Why ugly sex is important
Hannah and Adam in the first season of Girls. The new season premiered last night.
Prior to creating GIRLS, Lena Dunham wrote, directed and starred in a web series called Delusional Downtown
Divas. The show poked fun at the kinds of people who assumed careers as artists in order to enjoy the prestige and fame associated with that profession, without ever noticing that they failed to produce any art. Much like GIRLS, the characters of Delusional Divas were largely unlikeable but also designed to showcase flaws perhaps common to many of us - especially young, middle class women trying to establish their identity in the adult world. At the time, Dunham said, “The responses I've gotten from most women my age is that they were waiting to see themselves reflected back to themselves.”
It’s an observation that fans of Dunham’s latest show (whose second season premiered last night) will enthusiastically endorse. But despite these complexities, GIRLS had barely even begun before it became the target of a distinct backlash.
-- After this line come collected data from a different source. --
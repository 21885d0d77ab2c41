//! Listing records and the values passed to store writes.

use chrono::{DateTime, Utc};
use serde::{Deserialize, Serialize};
use std::collections::BTreeSet;
use std::fmt;

/// A tracked course listing.
///
/// `K` is the backend's key: a surrogate id for the relational store, the
/// source URL for document stores.
#[derive(Debug, Clone, PartialEq, Eq, Serialize, Deserialize)]
pub struct Listing<K> {
    /// Store key
    pub key: K,

    /// Page the listing was discovered at. Unique and immutable.
    pub source_url: String,

    /// Expiration text as shown on the page. `None` until first determined,
    /// or when the page stops showing an expiry marker.
    pub expiry_status: Option<String>,

    /// Free-form discount text (e.g. "85% off")
    pub discount: Option<String>,

    /// Category labels
    #[serde(default)]
    pub categories: BTreeSet<String>,

    /// When a scalar or relation write last touched this listing
    pub last_updated: Option<DateTime<Utc>>,
}

impl<K> Listing<K> {
    /// Create an unpopulated listing, as left by upstream ingestion.
    pub fn new(key: K, source_url: impl Into<String>) -> Self {
        Self {
            key,
            source_url: source_url.into(),
            expiry_status: None,
            discount: None,
            categories: BTreeSet::new(),
            last_updated: None,
        }
    }

    /// Listings without an expiry have never been successfully checked and
    /// are subject to pruning.
    pub fn is_incomplete(&self) -> bool {
        self.expiry_status.is_none()
    }
}

/// Which listings a pass should visit.
#[derive(Debug, Clone, Copy, PartialEq, Eq, Default)]
pub enum CandidateFilter {
    /// Every listing
    #[default]
    All,
    /// Listings with a non-null expiry (category enrichment)
    HasExpiry,
    /// Listings with a null expiry (pruning candidates)
    MissingExpiry,
}

impl CandidateFilter {
    /// Check whether a listing belongs to this candidate set.
    pub fn matches<K>(&self, listing: &Listing<K>) -> bool {
        match self {
            CandidateFilter::All => true,
            CandidateFilter::HasExpiry => listing.expiry_status.is_some(),
            CandidateFilter::MissingExpiry => listing.expiry_status.is_none(),
        }
    }
}

/// Scalar attributes overwritten by the scalar pass.
#[derive(Debug, Clone, Default, PartialEq, Eq, Serialize, Deserialize)]
pub struct ScalarFields {
    pub expiry_status: Option<String>,
    pub discount: Option<String>,
}

impl ScalarFields {
    pub fn new(expiry_status: Option<String>, discount: Option<String>) -> Self {
        Self {
            expiry_status,
            discount,
        }
    }

    /// Whether applying these fields would change the listing.
    pub fn differs_from<K>(&self, listing: &Listing<K>) -> bool {
        self.expiry_status != listing.expiry_status || self.discount != listing.discount
    }
}

/// Result of a scalar upsert.
#[derive(Debug, Clone, Copy, PartialEq, Eq)]
pub struct UpdateOutcome {
    /// True if either field now holds a different value
    pub changed: bool,
}

/// Result of reconciling category candidates for one listing.
#[derive(Debug, Clone, Default, PartialEq, Eq)]
pub struct CategoryReport {
    /// Relations created by this call
    pub added: usize,

    /// Candidates that were already linked
    pub already_present: usize,

    /// Candidates that could not be linked, with the reason
    pub failed: Vec<(String, String)>,
}

impl CategoryReport {
    pub fn is_clean(&self) -> bool {
        self.failed.is_empty()
    }
}

/// Result of purging incomplete listings.
#[derive(Debug, Clone, Copy, Default, PartialEq, Eq)]
pub struct PurgeReport {
    pub listings_removed: u64,

    /// Junction rows removed along with the listings (relational only)
    pub links_removed: u64,

    /// Categories left without any listing by the purge (relational only)
    pub categories_removed: u64,
}

impl fmt::Display for PurgeReport {
    fn fmt(&self, f: &mut fmt::Formatter<'_>) -> fmt::Result {
        write!(
            f,
            "{} listings, {} category links, {} categories",
            self.listings_removed, self.links_removed, self.categories_removed
        )
    }
}

#[cfg(test)]
mod tests {
    use super::*;

    #[test]
    fn test_candidate_filter() {
        let mut listing = Listing::new(1_i64, "https://example.com/course");
        assert!(CandidateFilter::All.matches(&listing));
        assert!(CandidateFilter::MissingExpiry.matches(&listing));
        assert!(!CandidateFilter::HasExpiry.matches(&listing));

        listing.expiry_status = Some("2 days left at this price!".into());
        assert!(CandidateFilter::HasExpiry.matches(&listing));
        assert!(!CandidateFilter::MissingExpiry.matches(&listing));
        assert!(!listing.is_incomplete());
    }

    #[test]
    fn test_scalar_fields_differ() {
        let listing = Listing::new("k", "https://example.com/course");
        assert!(!ScalarFields::default().differs_from(&listing));
        assert!(ScalarFields::new(None, Some("85% off".into())).differs_from(&listing));
    }
}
Dunham wasn’t just whiny and too unattractive to be showing her naked body on TV; she was also guilty of presenting a shallow and privileged vision of young women living in New York City. An odd criticism surely, given how the women of Sex and the City are still held up as archetypal templates for women despite the fact their adventures were, as Lindy West so brilliant put it, “essentially a home video of gay men playing with giant Barbie dolls”.
And it’s here that one of the more interesting projections of GIRLS becomes really clear. SATC presented a world in which good sex and the right to pursue it were inalienable to women. For six seasons, we watched ‘the girls’ discuss their lovers in intricate detail over brunch, dumping them when they proved faulty in the sack or exhibited odd physical traits or behaviours. (In one episode, Charlotte refused to sleep with a man she’d been dating because he wasn’t circumcised.) It was deemed a feminist enterprise, a balm for women who could use the empowering examples of Carrie and her friends to demand their right to be on top.
But while there’s no denying that SATC might have created a broader dialogue about sex among women, it also denied the complexities that exist in sexual interactions. In the SATC model, Hannah’s relationship with Adam would be deemed a failure on all grounds. Even though the entire series culminated in Carrie marrying a man who’d repeatedly rejected and hurt her, the punctilious attitude those women had towards sex would have never tolerated the recounting of an excruciatingly awkward fantasy involving an 11 year old junkie being sent back home to her parents covered in semen. And while reading that written on the page induces the same kind of open mouthed horror felt during the scene itself, it also provides some greater context about the kinds of sexual relationships we can find ourselves in when undiluted and unexplainable attraction are present.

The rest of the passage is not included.